In this post, I link to and excerpt from Evaluation of Cardiovascular Outcomes After an Acute Coronary Syndrome During Treatment With Alirocumab – ODYSSEY OUTCOMES, Nov 04, 2020 from American College of Cardiology Latest in Cardiology.
All that follows is from the above resource.
Contribution To Literature:
The ODYSSEY OUTCOMES trial showed that use of alirocumab, taken every other week, significantly reduces ischemic events, including all-cause mortality and MI, compared with placebo among patients with an ACS event within the preceding 1-12 months.
Description:
The goal of the trial was to compare the safety and efficacy of alirocumab compared with placebo among patients with recent acute coronary syndrome (ACS) already on intensive or maximum-tolerated statin therapy.
Interpretation:
The results of this landmark trial indicate that the use of alirocumab, taken every other week, significantly reduces ischemic events, including all-cause mortality and MI, among patients with an ACS event within the preceding 1-12 months. First and total nonfatal events were lower with alirocumab. Nearly 90% of these patients were on a high dose of a potent statin (atorvastatin or rosuvastatin). Of note, the target LDL-C in this trial was 25-50 mg/dl, and the dose was adjusted to keep the LDL-C above 15 mg/dl. LDL-C reductions of >50% were observed early, and appeared more or less sustained during follow-up. This is one of the first trials to show a therapeutic benefit with reduction in Lp(a) that is independent of LDL-C. This was particularly meaningful for patients with high baseline Lp(a) levels. This may represent a novel therapeutic target among ACS patients.

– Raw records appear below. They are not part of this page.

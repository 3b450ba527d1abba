use crate::{
    models::request_params::SeriesRequestParams, providers::errors::ProviderError,
};

/// Date format the backend expects in `start_date` / `end_date`.
const DATE_FMT: &str = "%Y-%m-%d";

/// Rejects parameter sets the backend cannot serve meaningfully.
///
/// The date range itself is not validated (`start <= end` is the backend's
/// concern), but an empty item list or a blank symbol would only produce a
/// confusing empty query string, so both fail fast here.
pub fn validate_items(params: &SeriesRequestParams) -> Result<(), ProviderError> {
    if params.items.is_empty() {
        return Err(ProviderError::Validation(
            "at least one selection item is required".to_string(),
        ));
    }
    if let Some(item) = params.items.iter().find(|i| i.symbol.trim().is_empty()) {
        return Err(ProviderError::Validation(format!(
            "blank symbol in selection (category {})",
            item.category
        )));
    }
    Ok(())
}

/// Builds the `/api/series` query pairs.
///
/// The backend zips `symbols` and `dbkeys` positionally; both comma lists
/// are derived from the same pass over `params.items`, so the alignment
/// cannot drift.
pub fn construct_params(params: &SeriesRequestParams) -> Vec<(String, String)> {
    let symbols = params
        .items
        .iter()
        .map(|i| i.symbol.as_str())
        .collect::<Vec<_>>()
        .join(",");
    let dbkeys = params
        .items
        .iter()
        .map(|i| i.category.dbkey())
        .collect::<Vec<_>>()
        .join(",");

    vec![
        (
            "start_date".to_string(),
            params.start.format(DATE_FMT).to_string(),
        ),
        (
            "end_date".to_string(),
            params.end.format(DATE_FMT).to_string(),
        ),
        ("symbols".to_string(), symbols),
        ("dbkeys".to_string(), dbkeys),
    ]
}
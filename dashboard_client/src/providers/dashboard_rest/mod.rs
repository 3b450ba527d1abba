//! REST adapter for the dashboard backend's `/api/symbols` and
//! `/api/series` endpoints.

pub mod params;
pub mod provider;
pub mod response;

pub use provider::DashboardProvider;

A few points to consider: This trial differs from the other PCSK9 inhibitor outcomes trial (FOURIER – evolocumab) in the patient population enrolled – post-ACS vs. stable established atherosclerotic disease. Differences in mortality noted in this trial were not noted in FOURIER, possibly due to the higher risk patient population enrolled in ODYSSEY OUTCOMES; reductions in LDL-C seemed qualitatively similar. Secondly, this trial further reinforces the “lower is better” hypothesis with LDL-C, and will likely once again reopen the debate about treating patients based on lipid levels rather than intensity of statin therapy alone. Interestingly, the CTT meta-analysis suggests an approximate 22% reduction in CHD events with every 1 mmol/L (38 mg/dl) reduction in LDL-C; the benefits noted in this trial seem somewhat attenuated compared with this maxim. Next, there was a slight attenuation of reduction in LDL-C over long-term follow-up in this trial. This trend upward in the LDL is thought to be due to the study design of reducing treatment dose in the face of very low LDL levels and not due to a significant presence of neutralizing antibodies. The SPIRE trial program with bococizumab had to be abandoned due to this issue of neutralizing antibodies.
Finally, PCSK9 inhibitors are very expensive medications; the cost-effectiveness analysis is important, and suggests that the cost-benefit ratio is more favorable among patients with LDL-C ≥100 mg/dl.